## [ACTIVITY]
Here are some records; copy every line that holds the word "what".

## [DATASET]

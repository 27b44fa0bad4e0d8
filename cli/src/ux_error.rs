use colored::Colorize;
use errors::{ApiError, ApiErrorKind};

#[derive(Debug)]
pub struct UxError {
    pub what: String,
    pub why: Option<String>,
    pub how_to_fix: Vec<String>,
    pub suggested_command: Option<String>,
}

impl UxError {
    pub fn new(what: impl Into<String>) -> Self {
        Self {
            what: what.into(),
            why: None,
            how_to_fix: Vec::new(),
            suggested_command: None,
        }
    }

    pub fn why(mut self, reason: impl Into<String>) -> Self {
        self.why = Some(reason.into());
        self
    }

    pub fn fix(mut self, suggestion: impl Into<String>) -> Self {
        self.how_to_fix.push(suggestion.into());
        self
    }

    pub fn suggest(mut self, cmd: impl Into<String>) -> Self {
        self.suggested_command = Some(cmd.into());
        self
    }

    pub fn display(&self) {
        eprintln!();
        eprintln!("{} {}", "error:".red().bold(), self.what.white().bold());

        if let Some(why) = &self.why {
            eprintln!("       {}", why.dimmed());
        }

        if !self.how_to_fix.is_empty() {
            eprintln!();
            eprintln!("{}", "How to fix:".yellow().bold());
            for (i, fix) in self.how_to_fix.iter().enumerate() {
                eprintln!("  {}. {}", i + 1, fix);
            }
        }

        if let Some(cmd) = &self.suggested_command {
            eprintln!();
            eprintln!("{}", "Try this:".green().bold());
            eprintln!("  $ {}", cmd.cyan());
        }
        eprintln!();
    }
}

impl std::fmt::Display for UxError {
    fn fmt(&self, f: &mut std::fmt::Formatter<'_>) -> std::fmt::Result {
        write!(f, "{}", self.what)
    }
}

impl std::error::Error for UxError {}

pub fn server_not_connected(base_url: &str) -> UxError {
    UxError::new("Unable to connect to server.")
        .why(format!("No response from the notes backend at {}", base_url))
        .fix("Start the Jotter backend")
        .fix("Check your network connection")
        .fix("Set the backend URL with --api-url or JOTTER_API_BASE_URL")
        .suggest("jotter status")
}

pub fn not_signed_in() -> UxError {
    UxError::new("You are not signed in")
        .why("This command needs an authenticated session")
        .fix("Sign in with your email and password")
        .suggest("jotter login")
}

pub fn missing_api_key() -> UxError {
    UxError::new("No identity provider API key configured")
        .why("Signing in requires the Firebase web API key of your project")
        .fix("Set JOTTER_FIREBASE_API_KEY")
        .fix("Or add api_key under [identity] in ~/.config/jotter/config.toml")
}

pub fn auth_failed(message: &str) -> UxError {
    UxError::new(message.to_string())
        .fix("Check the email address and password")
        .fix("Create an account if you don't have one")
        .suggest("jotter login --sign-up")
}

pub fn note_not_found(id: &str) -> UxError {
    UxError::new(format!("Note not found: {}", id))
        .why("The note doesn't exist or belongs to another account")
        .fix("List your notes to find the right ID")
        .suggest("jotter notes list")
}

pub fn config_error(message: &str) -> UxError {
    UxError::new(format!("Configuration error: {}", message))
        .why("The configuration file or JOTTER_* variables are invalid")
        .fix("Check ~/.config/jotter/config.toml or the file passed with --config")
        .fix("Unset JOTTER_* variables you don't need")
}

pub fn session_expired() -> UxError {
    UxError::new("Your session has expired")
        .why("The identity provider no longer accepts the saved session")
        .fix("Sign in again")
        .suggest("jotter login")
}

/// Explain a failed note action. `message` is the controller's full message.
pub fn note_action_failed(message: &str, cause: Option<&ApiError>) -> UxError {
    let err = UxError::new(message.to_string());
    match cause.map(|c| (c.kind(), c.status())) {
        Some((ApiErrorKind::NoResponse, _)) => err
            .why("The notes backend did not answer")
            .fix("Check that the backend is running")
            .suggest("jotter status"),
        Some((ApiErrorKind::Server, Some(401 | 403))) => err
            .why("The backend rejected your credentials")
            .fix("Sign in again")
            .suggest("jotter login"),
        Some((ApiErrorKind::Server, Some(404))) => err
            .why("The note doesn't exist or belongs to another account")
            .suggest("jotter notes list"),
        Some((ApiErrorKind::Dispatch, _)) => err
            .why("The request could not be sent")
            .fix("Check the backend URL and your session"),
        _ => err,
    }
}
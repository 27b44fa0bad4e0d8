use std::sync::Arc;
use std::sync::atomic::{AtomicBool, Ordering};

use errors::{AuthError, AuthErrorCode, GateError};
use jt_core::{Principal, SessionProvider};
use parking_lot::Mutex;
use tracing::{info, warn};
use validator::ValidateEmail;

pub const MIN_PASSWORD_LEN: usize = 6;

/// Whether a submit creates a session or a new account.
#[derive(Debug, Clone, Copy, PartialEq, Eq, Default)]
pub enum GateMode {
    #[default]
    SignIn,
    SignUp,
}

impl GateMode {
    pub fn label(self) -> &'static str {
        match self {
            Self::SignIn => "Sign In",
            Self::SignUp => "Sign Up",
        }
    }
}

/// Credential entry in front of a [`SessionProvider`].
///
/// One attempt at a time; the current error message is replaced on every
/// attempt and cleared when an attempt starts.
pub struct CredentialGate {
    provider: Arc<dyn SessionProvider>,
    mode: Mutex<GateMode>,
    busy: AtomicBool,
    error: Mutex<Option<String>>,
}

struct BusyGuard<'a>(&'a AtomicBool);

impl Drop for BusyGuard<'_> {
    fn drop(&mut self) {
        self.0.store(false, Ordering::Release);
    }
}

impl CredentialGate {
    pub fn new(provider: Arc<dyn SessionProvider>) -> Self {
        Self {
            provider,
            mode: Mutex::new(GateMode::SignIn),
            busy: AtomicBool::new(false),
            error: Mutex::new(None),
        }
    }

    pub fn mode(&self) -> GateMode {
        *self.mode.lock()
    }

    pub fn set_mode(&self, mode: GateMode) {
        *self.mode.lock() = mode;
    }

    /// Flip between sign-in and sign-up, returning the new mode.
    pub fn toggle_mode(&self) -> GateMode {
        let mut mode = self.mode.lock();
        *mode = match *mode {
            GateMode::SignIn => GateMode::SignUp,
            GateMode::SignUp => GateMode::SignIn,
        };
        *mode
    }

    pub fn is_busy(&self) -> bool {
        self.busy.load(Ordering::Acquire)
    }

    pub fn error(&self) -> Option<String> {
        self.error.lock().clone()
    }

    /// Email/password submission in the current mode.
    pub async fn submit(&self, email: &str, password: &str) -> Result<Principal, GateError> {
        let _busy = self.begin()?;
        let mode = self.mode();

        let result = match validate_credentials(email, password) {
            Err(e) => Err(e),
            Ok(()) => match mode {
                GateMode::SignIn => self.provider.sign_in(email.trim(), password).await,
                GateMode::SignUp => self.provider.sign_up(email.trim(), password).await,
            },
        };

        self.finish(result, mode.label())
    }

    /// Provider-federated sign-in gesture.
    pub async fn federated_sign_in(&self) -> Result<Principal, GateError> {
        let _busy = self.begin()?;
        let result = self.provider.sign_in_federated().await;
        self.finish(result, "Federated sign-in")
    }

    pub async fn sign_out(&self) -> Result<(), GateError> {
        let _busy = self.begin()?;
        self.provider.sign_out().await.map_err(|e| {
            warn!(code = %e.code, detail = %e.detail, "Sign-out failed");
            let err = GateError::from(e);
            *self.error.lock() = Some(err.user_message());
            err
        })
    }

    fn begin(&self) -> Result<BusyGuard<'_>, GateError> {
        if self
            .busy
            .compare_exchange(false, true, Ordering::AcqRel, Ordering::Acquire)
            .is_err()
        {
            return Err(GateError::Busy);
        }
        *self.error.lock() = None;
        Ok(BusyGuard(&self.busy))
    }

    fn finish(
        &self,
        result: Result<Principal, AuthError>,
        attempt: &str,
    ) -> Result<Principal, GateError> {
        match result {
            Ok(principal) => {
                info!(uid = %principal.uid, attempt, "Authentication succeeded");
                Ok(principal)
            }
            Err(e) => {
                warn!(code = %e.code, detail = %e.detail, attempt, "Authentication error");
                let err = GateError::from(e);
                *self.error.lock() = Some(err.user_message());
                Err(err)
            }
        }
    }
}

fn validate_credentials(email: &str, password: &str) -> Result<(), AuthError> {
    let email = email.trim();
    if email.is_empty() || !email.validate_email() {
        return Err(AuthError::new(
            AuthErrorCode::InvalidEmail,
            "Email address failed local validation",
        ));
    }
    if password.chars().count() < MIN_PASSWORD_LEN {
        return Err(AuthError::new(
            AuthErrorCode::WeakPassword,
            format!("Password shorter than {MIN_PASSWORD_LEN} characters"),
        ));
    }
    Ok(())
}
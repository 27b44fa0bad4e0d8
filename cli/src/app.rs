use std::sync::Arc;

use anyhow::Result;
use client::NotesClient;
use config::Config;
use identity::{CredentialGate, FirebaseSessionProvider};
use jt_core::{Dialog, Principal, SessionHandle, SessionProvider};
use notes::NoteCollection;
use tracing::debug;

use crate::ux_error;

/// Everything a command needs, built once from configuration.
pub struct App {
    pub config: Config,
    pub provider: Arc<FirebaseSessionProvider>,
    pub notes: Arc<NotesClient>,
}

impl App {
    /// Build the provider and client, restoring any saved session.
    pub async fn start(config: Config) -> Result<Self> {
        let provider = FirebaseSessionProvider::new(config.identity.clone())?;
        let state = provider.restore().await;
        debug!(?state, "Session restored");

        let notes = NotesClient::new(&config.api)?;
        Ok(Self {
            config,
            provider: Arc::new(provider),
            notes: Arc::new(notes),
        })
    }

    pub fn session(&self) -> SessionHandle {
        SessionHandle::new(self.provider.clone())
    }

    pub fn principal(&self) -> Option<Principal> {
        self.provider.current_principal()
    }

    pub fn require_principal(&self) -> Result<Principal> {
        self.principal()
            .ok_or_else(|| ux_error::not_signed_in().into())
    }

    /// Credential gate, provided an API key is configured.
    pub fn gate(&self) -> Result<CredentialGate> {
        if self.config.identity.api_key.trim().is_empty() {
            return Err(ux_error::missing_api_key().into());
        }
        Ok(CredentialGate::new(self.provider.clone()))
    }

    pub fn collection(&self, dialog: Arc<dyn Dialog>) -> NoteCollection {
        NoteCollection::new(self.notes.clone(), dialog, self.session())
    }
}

## [TASK OUTPUT]
    pub what: String,
    pub fn new(what: impl Into<String>) -> Self {
            what: what.into(),
        eprintln!("{} {}", "error:".red().bold(), self.what.white().bold());
        write!(f, "{}", self.what)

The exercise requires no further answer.